WHAT THE TASK REQUIRES: From the first line of the data through the line containing "let mut s = CpuSurface::new(32, 32).unwrap();", return each line exactly.

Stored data
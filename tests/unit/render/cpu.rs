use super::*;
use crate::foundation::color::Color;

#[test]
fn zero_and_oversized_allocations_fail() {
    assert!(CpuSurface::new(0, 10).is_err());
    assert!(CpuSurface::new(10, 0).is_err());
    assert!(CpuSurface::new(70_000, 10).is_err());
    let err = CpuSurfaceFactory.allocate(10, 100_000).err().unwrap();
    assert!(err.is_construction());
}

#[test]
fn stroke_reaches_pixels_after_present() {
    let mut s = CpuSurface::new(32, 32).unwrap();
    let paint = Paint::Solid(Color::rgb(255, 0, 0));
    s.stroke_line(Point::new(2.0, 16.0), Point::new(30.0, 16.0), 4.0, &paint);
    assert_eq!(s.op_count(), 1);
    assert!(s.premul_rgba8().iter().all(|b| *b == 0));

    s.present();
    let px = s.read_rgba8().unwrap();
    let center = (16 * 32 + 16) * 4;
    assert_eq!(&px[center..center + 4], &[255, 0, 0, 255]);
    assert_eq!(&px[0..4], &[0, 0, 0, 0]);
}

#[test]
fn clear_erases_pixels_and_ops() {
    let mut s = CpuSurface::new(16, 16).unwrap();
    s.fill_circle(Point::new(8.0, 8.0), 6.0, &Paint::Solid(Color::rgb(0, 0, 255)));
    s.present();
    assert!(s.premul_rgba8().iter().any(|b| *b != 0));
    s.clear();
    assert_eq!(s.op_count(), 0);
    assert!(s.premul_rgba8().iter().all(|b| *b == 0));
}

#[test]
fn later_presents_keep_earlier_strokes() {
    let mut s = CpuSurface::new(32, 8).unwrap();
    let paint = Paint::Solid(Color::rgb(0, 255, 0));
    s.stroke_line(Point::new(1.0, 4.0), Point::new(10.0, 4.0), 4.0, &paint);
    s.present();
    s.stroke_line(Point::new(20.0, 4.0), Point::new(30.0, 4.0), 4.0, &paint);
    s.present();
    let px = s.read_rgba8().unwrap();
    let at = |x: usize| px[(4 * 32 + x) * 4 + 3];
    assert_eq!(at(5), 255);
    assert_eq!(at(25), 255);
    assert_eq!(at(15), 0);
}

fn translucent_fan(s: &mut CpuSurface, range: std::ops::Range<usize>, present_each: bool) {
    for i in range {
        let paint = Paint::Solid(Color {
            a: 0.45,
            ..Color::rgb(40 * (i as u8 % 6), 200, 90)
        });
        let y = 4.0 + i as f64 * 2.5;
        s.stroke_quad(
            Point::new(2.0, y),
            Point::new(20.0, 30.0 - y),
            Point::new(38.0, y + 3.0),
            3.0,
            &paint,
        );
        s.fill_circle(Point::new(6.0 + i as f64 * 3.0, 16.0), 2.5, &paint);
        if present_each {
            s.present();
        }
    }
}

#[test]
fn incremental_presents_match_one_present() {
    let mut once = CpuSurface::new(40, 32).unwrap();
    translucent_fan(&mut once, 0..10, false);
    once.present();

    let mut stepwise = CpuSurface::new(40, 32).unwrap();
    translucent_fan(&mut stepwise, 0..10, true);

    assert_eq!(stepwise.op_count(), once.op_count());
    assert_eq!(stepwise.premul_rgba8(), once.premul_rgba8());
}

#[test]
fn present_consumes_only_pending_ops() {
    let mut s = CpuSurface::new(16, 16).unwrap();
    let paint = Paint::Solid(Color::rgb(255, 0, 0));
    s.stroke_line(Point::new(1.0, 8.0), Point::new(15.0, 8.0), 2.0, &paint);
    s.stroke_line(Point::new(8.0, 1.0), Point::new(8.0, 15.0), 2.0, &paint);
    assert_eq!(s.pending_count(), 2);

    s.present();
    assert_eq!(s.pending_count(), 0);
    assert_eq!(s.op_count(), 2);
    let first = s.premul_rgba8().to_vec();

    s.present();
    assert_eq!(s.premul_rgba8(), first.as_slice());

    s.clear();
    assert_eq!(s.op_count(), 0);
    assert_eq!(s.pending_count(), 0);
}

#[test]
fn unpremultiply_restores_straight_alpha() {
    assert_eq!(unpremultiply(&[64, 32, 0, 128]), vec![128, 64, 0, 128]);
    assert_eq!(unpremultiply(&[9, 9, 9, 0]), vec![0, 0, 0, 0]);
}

TASK RESPONSE:
filename tests/unit/render/cpu.rs
use super::*;
use crate::foundation::color::Color;

#[test]
fn zero_and_oversized_allocations_fail() {
    assert!(CpuSurface::new(0, 10).is_err());
    assert!(CpuSurface::new(10, 0).is_err());
    assert!(CpuSurface::new(70_000, 10).is_err());
    let err = CpuSurfaceFactory.allocate(10, 100_000).err().unwrap();
    assert!(err.is_construction());
}

#[test]
fn stroke_reaches_pixels_after_present() {
    let mut s = CpuSurface::new(32, 32).unwrap();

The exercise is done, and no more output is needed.